Baykal, bu görüşmeden sonra yine Hürriyet’ten Cansu Çamlıbel’e verdiği ve 16 Haziran 2015 tarihinde yayımlanan mülakatta soru üzerine bu görüşünü bir kez daha tekrarlamış, “Benim olayım aynen budur. Ben onu yaşadım. Görüşümü istifa ederken söyledim. 2013’te sizinle konuşurken tekrar ettim. 2015’te bana soruyorsunuz, yine aynı şeyi söylüyorum. Hadi size şunu da söyleyeyim, belki yanlış yapıyorum ama bunu Sayın Cumhurbaşkanı’na da söyledim...” demiştir.

“10 Haziran 2015 görüşmesinde mi?” diye sorduğunda “Evet...” karşılığını veriyor Baykal.

Haberin Devamı

MHP’YE DE BENZER OPERASYON

Peki bu kaset operasyonundan kim sorumluydu?

Baykal’a kurulan bu komplo yargı cephesinde çok uzun bir zaman karanlıkta kalmıştır. Olayın patlak vermesinin hemen ertesinde Ankara Cumhuriyet Başsavcılığı tarafından 2010 yılında açılan soruşturmada uzun bir süre hiçbir ilerleme sağlanamamıştır.

Bu arada bir yıl sonra 12 Haziran 2011 seçiminden hemen önce mayıs ayında MHP’nin üst düzey yöneticilerini hedef alan benzer bir dizi kaset operasyonu sahneye konmuştur. Her seferinde internete bilinmeyen bir merkezden servis edilen, kişi mahremiyetinin açık ihlalini oluşturacak şekilde MHP’lilerin bir evde çekilmiş görüntü ya da gizlice kaydedilmiş özel telefon konuşmaları ortalığa yayılmıştır.

MHP’yi seçim öncesinde ciddi bir şekilde sarsan bu olayda, 7’si genel başkan yardımcısı olmak üzere parti üst yönetiminden 10 siyasetçi istifa etmek zorunda kalmıştır.

Burada altı çizilmesi gereken bir nokta şudur: Baykal dosyası gibi MHP’lilere yönelen ve aynı yöntemlerin kullanıldığı bu operasyonların soruşturulmasında çok uzun süre bir hareketlilik olmamıştır.

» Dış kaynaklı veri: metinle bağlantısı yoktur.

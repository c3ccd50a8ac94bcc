//! Error taxonomy shared by every CineTrunk layer.

use thiserror::Error;
use uuid::Uuid;

#[derive(Debug, Error)]
pub enum Error {
  // ── Validation ─────────────────────────────────────────────────────────
  #[error("invalid input: {0}")]
  InvalidInput(String),

  // ── Not found ──────────────────────────────────────────────────────────
  #[error("user not found: {0}")]
  UserNotFound(Uuid),

  #[error("list not found: {0}")]
  ListNotFound(Uuid),

  #[error("review not found: {0}")]
  ReviewNotFound(Uuid),

  // ── Conflict ───────────────────────────────────────────────────────────
  #[error("a user cannot follow themselves")]
  SelfFollow,

  #[error("already following user {0}")]
  AlreadyFollowing(Uuid),

  #[error("a list named {0:?} already exists")]
  DuplicateListName(String),

  #[error("Username or email already exists")]
  UsernameTaken,

  // ── Everything else ────────────────────────────────────────────────────
  #[error("unknown activity kind: {0:?}")]
  UnknownActivityKind(String),

  #[error("serialization error: {0}")]
  Serialization(#[from] serde_json::Error),

  /// The backing store failed for reasons unrelated to the request.
  #[error("store error: {0}")]
  Store(#[source] Box<dyn std::error::Error + Send + Sync>),
}

/// Coarse classification used by outer layers to pick a response status.
#[derive(Debug, Clone, Copy, PartialEq, Eq)]
pub enum ErrorClass {
  Validation,
  NotFound,
  Conflict,
  Transient,
}

impl Error {
  pub fn class(&self) -> ErrorClass {
    match self {
      Self::InvalidInput(_) => ErrorClass::Validation,
      Self::UserNotFound(_) | Self::ListNotFound(_) | Self::ReviewNotFound(_) => {
        ErrorClass::NotFound
      }
      Self::SelfFollow
      | Self::AlreadyFollowing(_)
      | Self::DuplicateListName(_)
      | Self::UsernameTaken => ErrorClass::Conflict,
      Self::UnknownActivityKind(_) | Self::Serialization(_) | Self::Store(_) => {
        ErrorClass::Transient
      }
    }
  }
}

pub type Result<T, E = Error> = std::result::Result<T, E>;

Bu soruşturmaların ilerleyebilmesi ancak 15 Temmuz 2016 darbe girişiminin ardından mümkün olabilmiştir. Darbe sonrasında FETÖ’cülerin devlet aygıtından önemli ölçüde arındırıldığı bir dönemde her iki dosya birleştirilmiştir. Önce 2016 yılı ağustos ayı sonunda 473 sayfa tutan bir polis fezlekesi sonuçlanmış, ardından 4 Ağustos 2017 tarihinde bu konudaki 923 sayfa tutan iddianame hazırlanmıştır.

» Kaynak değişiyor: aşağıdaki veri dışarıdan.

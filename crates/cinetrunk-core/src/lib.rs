//! Core types and trait definitions for CineTrunk.
//!
//! This crate is deliberately free of HTTP and database dependencies.
//! All other crates depend on it.

// We intentionally use native `async fn` in traits (stabilised in Rust 1.75).
// Suppress the advisory lint about `Send` bounds on the returned futures.
#![allow(async_fn_in_trait)]

pub mod activity;
pub mod error;
pub mod identity;
pub mod list;
pub mod movie;
pub mod review;
pub mod store;

pub use error::{Error, Result};
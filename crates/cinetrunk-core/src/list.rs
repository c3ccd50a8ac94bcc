//! User-curated movie lists.

use chrono::{DateTime, Utc};
use serde::{Deserialize, Serialize};
use uuid::Uuid;

use crate::{Error, Result, movie::Movie};

/// A named, ordered set of movies owned by one user.
#[derive(Debug, Clone, Serialize, Deserialize)]
pub struct MovieList {
  pub list_id:     Uuid,
  pub owner_id:    Uuid,
  pub name:        String,
  pub description: Option<String>,
  pub created_at:  DateTime<Utc>,
  /// In insertion order; a movie appears at most once.
  pub movies:      Vec<Movie>,
}

/// Input to [`crate::store::SocialStore::create_list`].
#[derive(Debug, Clone)]
pub struct NewList {
  pub owner_id:    Uuid,
  pub name:        String,
  pub description: Option<String>,
}

impl NewList {
  pub fn validate(&self) -> Result<()> {
    if self.name.trim().is_empty() {
      return Err(Error::InvalidInput("list name must not be empty".into()));
    }
    Ok(())
  }
}

/// Outcome of adding a movie to a list.
#[derive(Debug, Clone)]
pub struct ListAddition {
  pub list:  MovieList,
  pub movie: Movie,
  /// `false` when the movie was already on the list.
  pub added: bool,
}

İki dosyanın birleştirilmesinin nedeni, gerek Baykal gerek MHP’lilere dönük komploları kuran şüphelilerin ağırlıklı olarak Emniyet Genel Müdürlüğü İstihbarat Daire Başkanlığı’nda görevli FETÖ bağlantılı polisler olmasıdır.

44 SANIK MAHKÛM OLDU

İddianamenin Baykal ile ilgili olayın detaylı bir şekilde aktarıldığı bölümünde İstihbarat Başkanlığı bünyesindeki organizasyonun görüntü alınan mekâna dönük teknik çalışmaya 27 Mart 2010 tarihinde başladığı, çalışmanın dört aşamadan geçtiği, yaklaşık bir ay sonra 30 Nisan 2010 tarihinde görüntünün ele geçirildiği delilleriyle ortaya konuyor. Görüntünün basına sızdırılması 7 Mayıs’ta olmuştur.

İlginç bir nokta, bütün bu gelişmelerin 2010 referandumuna sunulan anayasa değişikliklerinin TBMM’de görüşüldüğü bir zaman kesitiyle örtüşmesidir. Anayasa teklifi TBMM Genel Kurulu’ndan 6 Mayıs 2010 tarihinde geçmiş, Baykal’ı hedef alan kaset ertesi gün 7 Mayıs’ta dolaşıma sokulmuş, Baykal 10 Mayıs’ta istifa etmiştir.

Bu arada bir numaralı sanığın Fetullah Gülen olduğu iddianamenin mahkemeye sunulmasından sonra yargılama süreci Ankara Ağır Ceza Mahkemesi’nde başlamış ve dört yılı aşan dava geçen yıl 27 Nisan’da sonuçlanmıştır. Yargılama sonucunda büyük çoğunluğu polis olmak üzere toplam 44 sanık, 6 yıl 3 ay ile 92 yıl 10 ay arasında değişen hapis cezalarına çarptırılmıştır.

Baykal ve MHP’lilere dönük görüntü kayıtlarında rol oynayan İlker Usta 81 yıl, Sedat Zavar da 92 yıl 10 ay hapis cezasına çarptırılmıştır. Sanıklar silahlı terör örgütüne üye olma, siyasi hakların kullanılmasını engelleme, konut dokunulmazlığını ihlal, özel hayatın gizliliğini ihlal, haberleşmenin gizliliğini ihlal gibi suçlardan cezalandırılmıştır.

BAYKAL ‘HESABINI HUKUK VE TARİH SORACAK’ DEMİŞTİ

Deniz Baykal, Cansu Çamlıbel’e 2015 yılındaki mülakatında kaset komplosundan söz ederken “maruz kaldığı haksızlıklar ve komplolar ve kendisine yaşatılmak istenen acılara” değinerek “Bunun hesabını hukuk ve tarih zamanı gelince soracaktır” diye konuşmuştu.

Baykal, 16 Ekim 2017 tarihinde Ankara’da kısmi felç geçirerek hastaneye kaldırıldı ve uzun bir tedavi döneminin ardından hayatının sonraki bölümünü tekerlekli sandalyede geçirmek zorunda kaldı. Gazetecilerle artık bu gibi konuları konuşacağı eskisi gibi yakın bir iletişim içinde değildi.

Sonuçta, tarihçilerin ileride bu olayla ilgili bir hükme varmaya çalışırken, Baykal’ın bakışı ile FETÖ’ye işaret eden yargı kararının yarattığı ikilik karşısında nasıl bir değerlendirme yapacakları ve bu hesabın nasıl sorulacağı, yanıtı zamana kalmış ilginç bir sorudur.

 

DÜZELTME VE ÖZÜR: Dünkü yazımda iki hata yapmışım. Birincisi, 22 Temmuz 2007 genel seçiminde Meclis’e HDP dahil dört partinin girdiği ifadesi. Buradaki parti HDP değil, “Bin Umut Adayları” kampanyasıyla seçilen 22 bağımsız milletvekilinin sonradan TBMM’de grup kurduğu DTP/Demokratik Toplum Partisi’dir. Ayrıca, AK Parti bu seçimde 258 değil, 341 milletvekili çıkartmıştır. S.E.